Setting clear expectations and providing comprehensive training from the get-go is key to helping employees feel successful long-term. Make sure new hires are trained according to pre-written onboarding plans that are thorough and well-paced, and that they know where to go if they have questions.
Collect regular feedback
Employees have unique insights into ways to make their roles more effective and encouraging them to share that feedback can help them feel valued. Try to give employees frequent opportunities to provide feedback, such as check-ins with managers or anonymous surveys. And be sure to put that feedback into action whenever possible to show that you’re listening.
Recognize employee success
Employees feel most valued when their hard work and success are recognized. Provide rewards for good performance, preferably in the form of both monetary perks and public recognition.
Provide opportunities for advancement
Employees are most satisfied when they have opportunities to learn new skills and achieve higher levels of success. Make sure that the employees who stay with the company have chances to learn, grow, and move up the ladder.
Allow for flexible scheduling
If an employee’s schedule causes undue strain on them or their families, they may seek a job that better fits their lifestyle.
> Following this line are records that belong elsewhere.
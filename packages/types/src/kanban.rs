//! Kanban board model.
//!
//! Boards hold ordered columns ("To do", "In progress", "Done"), columns hold
//! ordered cards. Membership is per board, and a member's [`BoardRole`]
//! decides which [`BoardPermission`]s they hold.

use chrono::{DateTime, Utc};
use serde::{Deserialize, Serialize};

use crate::user::User;

#[derive(Clone, Debug, PartialEq, Serialize, Deserialize)]
pub struct Board {
    pub id: String,
    pub title: String,
    #[serde(default)]
    pub description: Option<String>,
    pub team_id: String,
    pub owner_id: String,
    #[serde(default)]
    pub columns: Vec<Column>,
    #[serde(default)]
    pub members: Vec<BoardMember>,
    pub created_at: DateTime<Utc>,
    pub updated_at: DateTime<Utc>,
}

#[derive(Clone, Debug, PartialEq, Serialize, Deserialize)]
pub struct Column {
    pub id: String,
    pub title: String,
    pub board_id: String,
    pub order: i32,
    #[serde(default)]
    pub cards: Vec<Card>,
    /// Header colour, hex.
    #[serde(default)]
    pub color: Option<String>,
}

#[derive(Clone, Debug, PartialEq, Serialize, Deserialize)]
pub struct Card {
    pub id: String,
    pub title: String,
    #[serde(default)]
    pub description: Option<String>,
    pub column_id: String,
    pub order: i32,
    #[serde(default)]
    pub assignee_id: Option<String>,
    #[serde(default)]
    pub assignee: Option<User>,
    #[serde(default)]
    pub labels: Vec<Label>,
    #[serde(default)]
    pub due_date: Option<DateTime<Utc>>,
    pub created_at: DateTime<Utc>,
    pub updated_at: DateTime<Utc>,
}

#[derive(Clone, Copy, Debug, PartialEq, Eq, Serialize, Deserialize)]
#[serde(rename_all = "snake_case")]
pub enum BoardRole {
    Admin,
    Member,
    Viewer,
}

impl BoardRole {
    pub fn permissions(self) -> &'static [BoardPermission] {
        use BoardPermission::*;
        match self {
            BoardRole::Admin => &[
                ViewBoard,
                CreateCard,
                EditCard,
                MoveCard,
                DeleteCard,
                ManageBoard,
            ],
            BoardRole::Member => &[ViewBoard, CreateCard, EditCard, MoveCard],
            BoardRole::Viewer => &[ViewBoard],
        }
    }

    pub fn can(self, permission: BoardPermission) -> bool {
        self.permissions().contains(&permission)
    }
}

#[derive(Clone, Debug, PartialEq, Serialize, Deserialize)]
pub struct BoardMember {
    pub board_id: String,
    pub user_id: String,
    #[serde(default)]
    pub user: Option<User>,
    pub role: BoardRole,
    pub joined_at: DateTime<Utc>,
}

/// Card label such as "urgent" or "bug".
#[derive(Clone, Debug, PartialEq, Serialize, Deserialize)]
pub struct Label {
    pub id: String,
    pub name: String,
    pub color: String,
    pub board_id: String,
}

/// A card dragged to a new column/position.
#[derive(Clone, Debug, PartialEq, Serialize, Deserialize)]
pub struct CardMoveEvent {
    pub card_id: String,
    pub source_column_id: String,
    pub target_column_id: String,
    pub new_order: i32,
    pub moved_by: String,
    pub timestamp: DateTime<Utc>,
}

#[derive(Clone, Copy, Debug, PartialEq, Eq, Hash, Serialize, Deserialize)]
#[serde(rename_all = "snake_case")]
pub enum BoardPermission {
    ViewBoard,
    CreateCard,
    EditCard,
    MoveCard,
    DeleteCard,
    ManageBoard,
}

#[cfg(test)]
mod tests {
    use super::*;

    #[test]
    fn test_role_permissions() {
        assert_eq!(BoardRole::Admin.permissions().len(), 6);
        assert!(BoardRole::Member.can(BoardPermission::MoveCard));
        assert!(!BoardRole::Member.can(BoardPermission::DeleteCard));
        assert_eq!(BoardRole::Viewer.permissions(), &[BoardPermission::ViewBoard]);
    }

    #[test]
    fn test_permission_wire_names() {
        let json = serde_json::to_string(&BoardPermission::ManageBoard).unwrap();
        assert_eq!(json, "\"manage_board\"");
    }
}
While keeping your workplace staffed appropriately is priority, allowing for flexible scheduling whenever possible can help boost retention.
Flexible scheduling can refer to any policy that allows for flexibility in where and when employees work. One important form of flexibility is continuing allowing remote work even as public health improves, provided employees can still do their jobs from home.
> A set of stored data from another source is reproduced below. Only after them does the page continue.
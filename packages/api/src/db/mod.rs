//! # Database module — note backends for the server
//!
//! Everything here is gated behind `#[cfg(feature = "server")]` so client (WASM)
//! builds never pull in SQLx or reqwest.
//!
//! ## Design
//!
//! The server builds exactly one [`Backend`] at startup from a
//! [`BackendConfig`](crate::config::BackendConfig) and hands it to the axum
//! router as an `Extension`. Server functions receive it as an extractor, so
//! there is no module-level client handle. `Backend` is cheap to clone: every
//! variant shares its connection pool or HTTP client internally.
//!
//! | Variant | Type | Talks to |
//! |---------|------|----------|
//! | `Rest` | [`RestStore`] | hosted PostgREST (`/rest/v1/notes`) with the anon key |
//! | `Postgres` | [`PgStore`] | Postgres through an SQLx pool |
//! | `Memory` | [`store::MemoryStore`] | process memory |
//!
//! All three implement [`store::NoteStore`] and report missing rows (including
//! ids that are not valid UUIDs) as `StoreError::NotFound`.

#[cfg(feature = "server")]
mod backend;
#[cfg(feature = "server")]
mod pool;
#[cfg(feature = "server")]
mod rest;

#[cfg(feature = "server")]
pub use backend::Backend;
#[cfg(feature = "server")]
pub use pool::PgStore;
#[cfg(feature = "server")]
pub use rest::RestStore;

#[cfg(feature = "server")]
fn parse_note_id(id: &str) -> Result<uuid::Uuid, store::StoreError> {
    uuid::Uuid::parse_str(id).map_err(|_| store::StoreError::NotFound)
}
//! Hook driving the edit page: loads a note through [`api::ApiStore`] into a
//! [`NoteEditSession`] and keeps the form fields beside it.

use api::ApiStore;
use chrono::Utc;
use dioxus::prelude::*;
use store::{NoteEditSession, NoteStore};
use types::NoteFormData;

/// Handles returned by [`use_edit_note`]. All fields are signals, so the
/// struct is `Copy` and can be moved into event handlers freely.
#[derive(Clone, Copy)]
pub struct EditNote {
    pub session: Signal<NoteEditSession>,
    pub form: Signal<NoteFormData>,
    /// Form differs from the last persisted snapshot.
    pub dirty: Memo<bool>,
    loader: Resource<()>,
}

impl EditNote {
    /// Validate and persist the form. Failures are recorded on the session
    /// and reported as `false`; after success the saved row becomes the new
    /// original, which clears [`dirty`](Self::dirty).
    pub async fn save(mut self) -> bool {
        let form = self.form.peek().clone();
        let request = match self.session.write().begin_save(&form, Utc::now()) {
            Ok(request) => request,
            Err(err) => {
                tracing::debug!(error = %err, "save rejected before sending");
                return false;
            }
        };

        let id = self.session.peek().note_id().to_string();
        let result = ApiStore.update_note(&id, request).await;
        if let Err(err) = &result {
            tracing::warn!(%id, error = %err, "saving note failed");
        }
        self.session.write().finish_save(result)
    }

    /// Fetch the note again, e.g. after a failed load.
    pub fn reload(mut self) {
        self.loader.restart();
    }

    pub fn dismiss_error(mut self) {
        self.session.write().dismiss_error();
    }
}

/// Load `note_id` for editing. Re-fetches when the id changes; the fetch is
/// dropped if the calling component unmounts first.
pub fn use_edit_note(note_id: String) -> EditNote {
    let mut id = use_signal(|| note_id.clone());
    if *id.peek() != note_id {
        id.set(note_id.clone());
    }

    let mut session = use_signal(|| NoteEditSession::new(note_id));
    let mut form = use_signal(NoteFormData::default);

    let loader = use_resource(move || async move {
        let note_id = id();
        session.set(NoteEditSession::new(note_id.clone()));
        let result = ApiStore.get_note(&note_id).await;
        if let Err(err) = &result {
            tracing::warn!(id = %note_id, error = %err, "loading note for edit failed");
        }
        if let Some(loaded) = session.write().finish_load(result) {
            form.set(loaded);
        }
    });

    let dirty = use_memo(move || session.read().has_unsaved_changes(&form.read()));

    EditNote {
        session,
        form,
        dirty,
        loader,
    }
}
If you’re in an industry where remote work isn’t an option, you can still introduce flexibility by allowing employees to work the shifts that fit best with their personal schedules. Giving employees a say in when they work sends the message that you care about their overall work-life balance.
Provide commute support
Commuting is often a source of stress for employees, and employees at Hartsfield-Jackson are no exception. A 2019 survey found that nearly one third of employees working in on-terminal concessions or other airport services had a commute longer than 45 minutes. This particular subset of employees is also most likely to take public transit, with 49% taking a bus or train as their primary commute mode.
Employees in airport management and airline operations also frequently have long commutes, with 27% of on-terminal workers and 25% of off-terminal ones commuting for more than 45 minutes each way. 70% and 84% drive alone, respectively.
Overall, these stats paint a picture of lengthy, potentially stress-inducing commutes among all types of airport employees. Employers who help lessen this stress may be better able to prevent employees from leaving for a job with a more accessible location. Depending on the needs most relevant to your employees, commute support could involve:
- First- and last-mile solutions. These are transportation services, such as shuttles or carpools, that take employees from the nearest bus stop or train station to your place of employment. They can be immensely helpful to employees who rely on transit and may also make transit viable for employees who otherwise would be sitting in traffic.
- Transit subsidies. Transit costs can add up, and if getting to your place of employment is too expensive, employees may look for jobs closer to home. You can help offset that cost with subsidies, pre-tax transit savings plans, or rewards programs that offer cash bonuses to transit riders.
- Carpool and vanpool support. Carpools and vanpools reduce traffic on the road while supporting employees who don’t have cars and don’t live near transit. Employers can help facilitate carpool and vanpool formation among employees who work similar shifts.
- Rideshare support. Providing vouchers for rideshare services and joining the Guaranteed Ride Home program, which pays for rideshares after transit services are closed, can give a lifeline to employees in case of emergencies.
There are many reasons why employees may leave jobs, but there are just as many strategies employers can implement to encourage them to stay. Many of these strategies come down to one simple fact: employees who are valued and supported stay in their jobs.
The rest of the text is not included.